## What the task requires
Look for the word "const" in the records, and copy each line where it appears.

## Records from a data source
══════════

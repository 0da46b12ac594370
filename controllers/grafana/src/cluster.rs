//! Cluster object store.
//!
//! The reconciler only needs four verbs on a namespaced custom resource kind. They sit
//! behind [`ObjectStore`] so reconciliation can be tested against an in-memory store.

use crate::error::PluginError;
use async_trait::async_trait;
use kube::api::{DeleteParams, ListParams, Patch, PatchParams, PostParams};
use kube::core::NamespaceResourceScope;
use kube::{Api, Client, Resource};
use serde::de::DeserializeOwned;
use serde::Serialize;
use std::fmt::Debug;
use tracing::debug;

/// Namespaced store of one custom resource kind
#[async_trait]
pub trait ObjectStore<K>: Send + Sync
where
    K: Send + Sync + 'static,
{
    /// Objects matching an equality-based label selector
    async fn list(&self, selector: &str) -> Result<Vec<K>, PluginError>;

    async fn create(&self, object: &K) -> Result<K, PluginError>;

    /// Apply a JSON merge patch to the named object
    async fn patch(&self, name: &str, patch: &serde_json::Value) -> Result<K, PluginError>;

    /// Delete the named object; an already absent object is not an error
    async fn delete(&self, name: &str) -> Result<(), PluginError>;
}

/// [`ObjectStore`] backed by the Kubernetes API
pub struct KubeStore<K> {
    api: Api<K>,
}

impl<K> KubeStore<K>
where
    K: Resource<Scope = NamespaceResourceScope>,
    K::DynamicType: Default,
{
    /// Store over `namespace`
    pub fn namespaced(client: Client, namespace: &str) -> Self {
        Self {
            api: Api::namespaced(client, namespace),
        }
    }
}

#[async_trait]
impl<K> ObjectStore<K> for KubeStore<K>
where
    K: Resource + Clone + Debug + Serialize + DeserializeOwned + Send + Sync + 'static,
    K::DynamicType: Default,
{
    async fn list(&self, selector: &str) -> Result<Vec<K>, PluginError> {
        let list = self.api.list(&ListParams::default().labels(selector)).await?;
        debug!("Listed {} object(s) matching {}", list.items.len(), selector);
        Ok(list.items)
    }

    async fn create(&self, object: &K) -> Result<K, PluginError> {
        Ok(self.api.create(&PostParams::default(), object).await?)
    }

    async fn patch(&self, name: &str, patch: &serde_json::Value) -> Result<K, PluginError> {
        Ok(self
            .api
            .patch(name, &PatchParams::default(), &Patch::Merge(patch))
            .await?)
    }

    async fn delete(&self, name: &str) -> Result<(), PluginError> {
        match self.api.delete(name, &DeleteParams::default()).await {
            Ok(_) => Ok(()),
            Err(kube::Error::Api(ae)) if ae.code == 404 => {
                debug!("{} already deleted", name);
                Ok(())
            }
            Err(e) => Err(e.into()),
        }
    }
}
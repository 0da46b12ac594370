//! Prints the CustomResourceDefinitions of the grafana-operator kinds this workspace
//! writes, as a multi-document YAML stream.
//!
//! Only meant for test clusters without the operator installed; a real cluster uses the
//! operator's own CRDs.

use crds::{Grafana, GrafanaDatasource};
use kube::CustomResourceExt;

fn main() -> anyhow::Result<()> {
    print!("{}", serde_yaml::to_string(&Grafana::crd())?);
    println!("---");
    print!("{}", serde_yaml::to_string(&GrafanaDatasource::crd())?);
    Ok(())
}
//! Stage classification.
//!
//! Environments are partitioned in two: `prod`, and everything else ("hors prod").
//! Each partition shares one Grafana instance, one datasource pair and one pair of
//! access groups.

use crate::models::Environment;
use std::fmt;

/// Stage value marking a production environment
pub const PROD_STAGE: &str = "prod";

/// Resource sharing partition of environments
#[derive(Debug, Clone, Copy, PartialEq, Eq, Hash, PartialOrd, Ord)]
pub enum Stage {
    /// Environments whose stage is `prod`
    Prod,
    /// Every other environment
    HorsProd,
}

impl Stage {
    /// Both stages, production first
    pub const ALL: [Stage; 2] = [Stage::Prod, Stage::HorsProd];

    /// Partition of an environment stage value; anything but `prod` is hors prod
    pub fn of(stage: &str) -> Self {
        if stage == PROD_STAGE {
            Stage::Prod
        } else {
            Stage::HorsProd
        }
    }

    /// Short label used in resource names, labels and group names
    pub fn as_str(&self) -> &'static str {
        match self {
            Stage::Prod => "prod",
            Stage::HorsProd => "hprod",
        }
    }
}

impl fmt::Display for Stage {
    fn fmt(&self, f: &mut fmt::Formatter<'_>) -> fmt::Result {
        f.write_str(self.as_str())
    }
}

/// Whether at least one environment belongs to `stage`
pub fn has_stage(environments: &[Environment], stage: Stage) -> bool {
    environments.iter().any(|env| Stage::of(&env.stage) == stage)
}

/// Whether a production environment exists
pub fn contains_prod(environments: &[Environment]) -> bool {
    has_stage(environments, Stage::Prod)
}

/// Whether a non production environment exists
pub fn contains_non_prod(environments: &[Environment]) -> bool {
    has_stage(environments, Stage::HorsProd)
}

/// Which stages a project currently has, computed once per hook
#[derive(Debug, Clone, Copy, PartialEq, Eq, Default)]
pub struct StagePresence {
    /// A `prod` environment exists
    pub prod: bool,
    /// Any other environment exists
    pub hors_prod: bool,
}

impl StagePresence {
    /// Presence of both stages among `environments`
    pub fn of(environments: &[Environment]) -> Self {
        Self {
            prod: contains_prod(environments),
            hors_prod: contains_non_prod(environments),
        }
    }

    /// Whether `stage` is present
    pub fn contains(&self, stage: Stage) -> bool {
        match stage {
            Stage::Prod => self.prod,
            Stage::HorsProd => self.hors_prod,
        }
    }
}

══════════

## Task result
pub const PROD_STAGE: &str = "prod";
    pub const ALL: [Stage; 2] = [Stage::Prod, Stage::HorsProd];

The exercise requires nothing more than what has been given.